Had you told me at the time of my self-destructive, downward spiral that I was acting like a terrible person and going about things all wrong, I would have told you that you, “like, totally have no idea what you’re talking about!”   Boy do I feel sheepish now.

I’m just grateful that the people I love and care about had enough faith in my good qualities to stick with me as I battled with my worst.  They didn’t have to.  They could have given up on me.  They could have written me off or, worst of all, they could have defined me by my demons.  In retrospect, I see how narrowly I escaped losing people and things that I don’t want to live without.

Part of me wants to write a multifaceted explanation of all the reasons why a person might make bad decisions when they are feeling emotional, beaten up, vulnerable, confused, and depressed. I’m not going to do that, though, because excuses are endless and they seldom justify causing pain.

This is relevant to grief because sometimes the emotion and stress of grief can make a person behave in ways that they later wish they hadn’t.  The death of someone you love can feel like such a profoundly earth shattering and unfair experience that you may feel entitled to act any which way you want.  And you know what?  In many ways your are, but one of the cruelest realities of grief is that it happens in the context of ongoing life.  Time doesn’t stand still so that you can grieve in a bubble, instead your grief plays out in the real world where feelings get hurt, relationships need to be mutually maintained, and where there are consequences for your actions.  
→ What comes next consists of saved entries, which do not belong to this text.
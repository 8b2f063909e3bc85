//! Application (allocation) creation

use crate::config::PreparedConfig;
use crate::error::{BuildError, Result};
use crate::state::BuildState;
use crate::step::Step;
use async_trait::async_trait;
use reefbuild_client::NewApplication;
use std::sync::Arc;

/// Submits an allocation request for the selected label, tagged with the
/// build tool, builder name and an RFC3339 build timestamp.
pub struct CreateApplicationStep {
    config: Arc<PreparedConfig>,
}

impl CreateApplicationStep {
    pub fn new(config: Arc<PreparedConfig>) -> Self {
        Self { config }
    }
}

#[async_trait]
impl Step for CreateApplicationStep {
    fn name(&self) -> &'static str {
        "create-application"
    }

    async fn run(&self, state: &mut BuildState) -> Result<()> {
        let client = state.client()?;
        let label = state
            .label
            .as_ref()
            .ok_or(BuildError::StateMissing("selected label"))?;

        tracing::info!("Creating application");

        let mut metadata = self.config.config.metadata.clone();
        metadata.insert("REEFBUILD_BUILD".to_string(), "true".into());
        metadata.insert("REEFBUILD_BUILDER".to_string(), "reefbuild".into());
        metadata.insert(
            "REEFBUILD_BUILD_TIME".to_string(),
            chrono::Utc::now().to_rfc3339().into(),
        );

        let application = client
            .create_application(&NewApplication {
                label_uid: label.uid.clone(),
                metadata,
            })
            .await?;

        tracing::info!(application = %application.uid, "Application created");
        state.generated.application_uid = Some(application.uid.clone());
        state.application = Some(application);
        Ok(())
    }
}
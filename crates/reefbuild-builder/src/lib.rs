//! reefbuild — fleet-backed image build workflow
//!
//! This crate drives the allocation/build/teardown workflow against a
//! fleet-management service: resolve a label (resource template), create an
//! application (allocation) for it, wait for the service to allocate a
//! concrete resource, publish its SSH endpoint, hand the target to external
//! remote-shell/provisioning hooks, ask the service to capture an image at
//! deallocation time, and release the allocation no matter how the run ends.
//!
//! # Architecture
//!
//! ```text
//! ┌───────────────────────────────────────────────┐
//! │                   Builder                      │
//! │  config → prepared config → step sequence      │
//! └───────────────────┬───────────────────────────┘
//!                     │ run_steps (strict order,
//!                     │  reverse cleanup on exit)
//! ┌───────────────────▼───────────────────────────┐
//! │ Cleanup* → Connect → FindLabel → CreateApp →   │
//! │ WaitForAllocation → SetupSsh → ConnectShell →  │
//! │ Provision → CreateImage                        │
//! │ (*registered first so its cleanup runs last)   │
//! └───────────────────┬───────────────────────────┘
//!                     │
//! ┌───────────────────▼───────────────────────────┐
//! │        reefbuild-client (FleetClient)          │
//! └───────────────────────────────────────────────┘
//! ```
//!
//! The first step that fails halts forward progress; the runner then invokes
//! the cleanup of every step that started, in reverse order, so a created
//! application is always deallocated exactly once.

pub mod artifact;
pub mod builder;
pub mod config;
pub mod error;
pub mod hook;
pub mod state;
pub mod step;

// Re-exports
pub use artifact::{Artifact, BUILDER_ID};
pub use builder::Builder;
pub use config::{Config, GENERATED_VARS, PollTuning, PreparedConfig, SshConfig};
pub use error::{BuildError, ConfigError, Result};
pub use hook::{
    AccessFetcher, Hooks, NoopProvisioner, NoopShell, ProvisionHook, RemoteShell, SshEndpoint,
};
pub use state::{BuildState, GeneratedData};
use paperclip::actix::Apiv2Schema;
use serde::{Deserialize, Serialize};

pub type UserId = i32;
pub type BookId = i32;
pub type ReservationId = i32;

/// Lifecycle status of a reservation.
/// The only permitted transition is Active -> Cancelled; Cancelled is terminal.
#[derive(Debug, Clone, Copy, Serialize, Deserialize, Eq, PartialEq, Apiv2Schema)]
#[serde(rename_all = "lowercase")]
pub enum ReservationStatus {
    Active,
    Cancelled,
}

impl ReservationStatus {
    pub fn as_str(self) -> &'static str {
        match self {
            ReservationStatus::Active => "active",
            ReservationStatus::Cancelled => "cancelled",
        }
    }
}

#[derive(Debug, Clone, Serialize, Deserialize, Eq, PartialEq, Apiv2Schema)]
pub struct UserDetails {
    pub username: String,
    pub email: String,
}

#[derive(Debug, Clone, Serialize, Deserialize, Eq, PartialEq, Apiv2Schema)]
pub struct BookDetails {
    pub title: String,
    pub author: String,
    pub genre: String,
    pub cover: String,
}

#[derive(Debug, Clone, Serialize, Deserialize, Eq, PartialEq, Apiv2Schema)]
#[serde(rename_all = "camelCase")]
pub struct BookSummary {
    pub book_id: BookId,
    pub title: String,
}

/// Authoritative reservation record as held by the reservation store.
/// Identity, owner and book never change after creation.
#[derive(Debug, Clone, Serialize, Deserialize, Eq, PartialEq, Apiv2Schema)]
#[serde(rename_all = "camelCase")]
pub struct Reservation {
    pub id: ReservationId,
    pub user_id: UserId,
    pub book_id: BookId,
    /// Unix timestamp in seconds, set once at creation.
    pub reservation_date: i64,
    pub status: ReservationStatus,
}

/// Canonical representation returned by the API: the reservation plus the
/// joined book fields used for display. The book data is assembled at
/// response time and never persisted on the reservation row.
#[derive(Debug, Clone, Serialize, Deserialize, Eq, PartialEq, Apiv2Schema)]
#[serde(rename_all = "camelCase")]
pub struct ReservationView {
    pub id: ReservationId,
    pub user_id: UserId,
    pub book_id: BookId,
    pub reservation_date: i64,
    pub status: ReservationStatus,
    pub book: BookDetails,
}

impl ReservationView {
    pub fn new(reservation: Reservation, book: BookDetails) -> Self {
        Self {
            id: reservation.id,
            user_id: reservation.user_id,
            book_id: reservation.book_id,
            reservation_date: reservation.reservation_date,
            status: reservation.status,
            book,
        }
    }
}

#[derive(Debug, Clone, Serialize, Deserialize, Eq, PartialEq, Apiv2Schema)]
#[serde(rename_all = "camelCase")]
pub struct CreateReservationRequest {
    pub book_id: BookId,
}

#[derive(Debug, Clone, Default, Serialize, Deserialize, Eq, PartialEq, Apiv2Schema)]
pub struct ReservationsQuery {
    pub status: Option<ReservationStatus>,
}

#[derive(Debug, Clone, Serialize, Deserialize, Eq, PartialEq, Apiv2Schema)]
#[serde(rename_all = "camelCase")]
pub struct CancelReservationResponse {
    pub id: ReservationId,
    pub status: ReservationStatus,
}

#[derive(Debug, Clone, Serialize, Deserialize, Eq, PartialEq, Apiv2Schema)]
pub struct TokenResponse {
    pub token: String,
}

#[derive(Debug, Clone, Default, Serialize, Deserialize, Eq, PartialEq, Apiv2Schema)]
pub struct ErrorResponse {
    pub error: String,
}

#[derive(Debug, Clone, Serialize, Deserialize, Eq, PartialEq, Apiv2Schema)]
pub struct GetAllBooksResponse {
    pub books: Vec<BookSummary>,
}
When we are at our worst, we need good friends, case in point, having a strong support system has been correlated with positive outcomes in grief.  I know some people feel as though they don’t have the support they need, but I hope most of you do.  Even if you have just one person who sticks by you; who takes it on the chin when you push them away; and who you know will be standing with you on the other side of darkness – sometimes that’s enough.

It’s useful for some of us to admit that when we are at our worst, we can be the worst kind of friend.  If this maybe, could be, has ever been you, I’d like to end this post with two thoughts.

First, stop whatever you’re doing right now and take a minute to appreciate the people who have been there for you. These are the people who help you have perspective; who try and keep you from making mistakes and who love you when you make them anyway; who know what to say and do at exactly the right moment; and who remind you time and again that you are not alone.

Second, if you think there’s a chance you’ve ever hurt this person at any point, acknowledge it and say you’re sorry. And then remember that, even though actions have consequences, you are worthy of forgiveness. Whether you feel regret and guilt over something you did before your loved one’s death or something(s) you’ve done in the pain of grief, you deserve to be forgiven.  If self-forgiveness is something you struggle with I recommend the following posts:

Grief and Forgiveness: 12 tips for self-forgiveness

Making Amends in Grief

64 Thoughts on Individual Worth and Forgiveness

Now if you’ll excuse me, I have some people to appreciate.

Subscribe

April 12, 2017

4 responses on "Hurting the Ones we Love in Grief"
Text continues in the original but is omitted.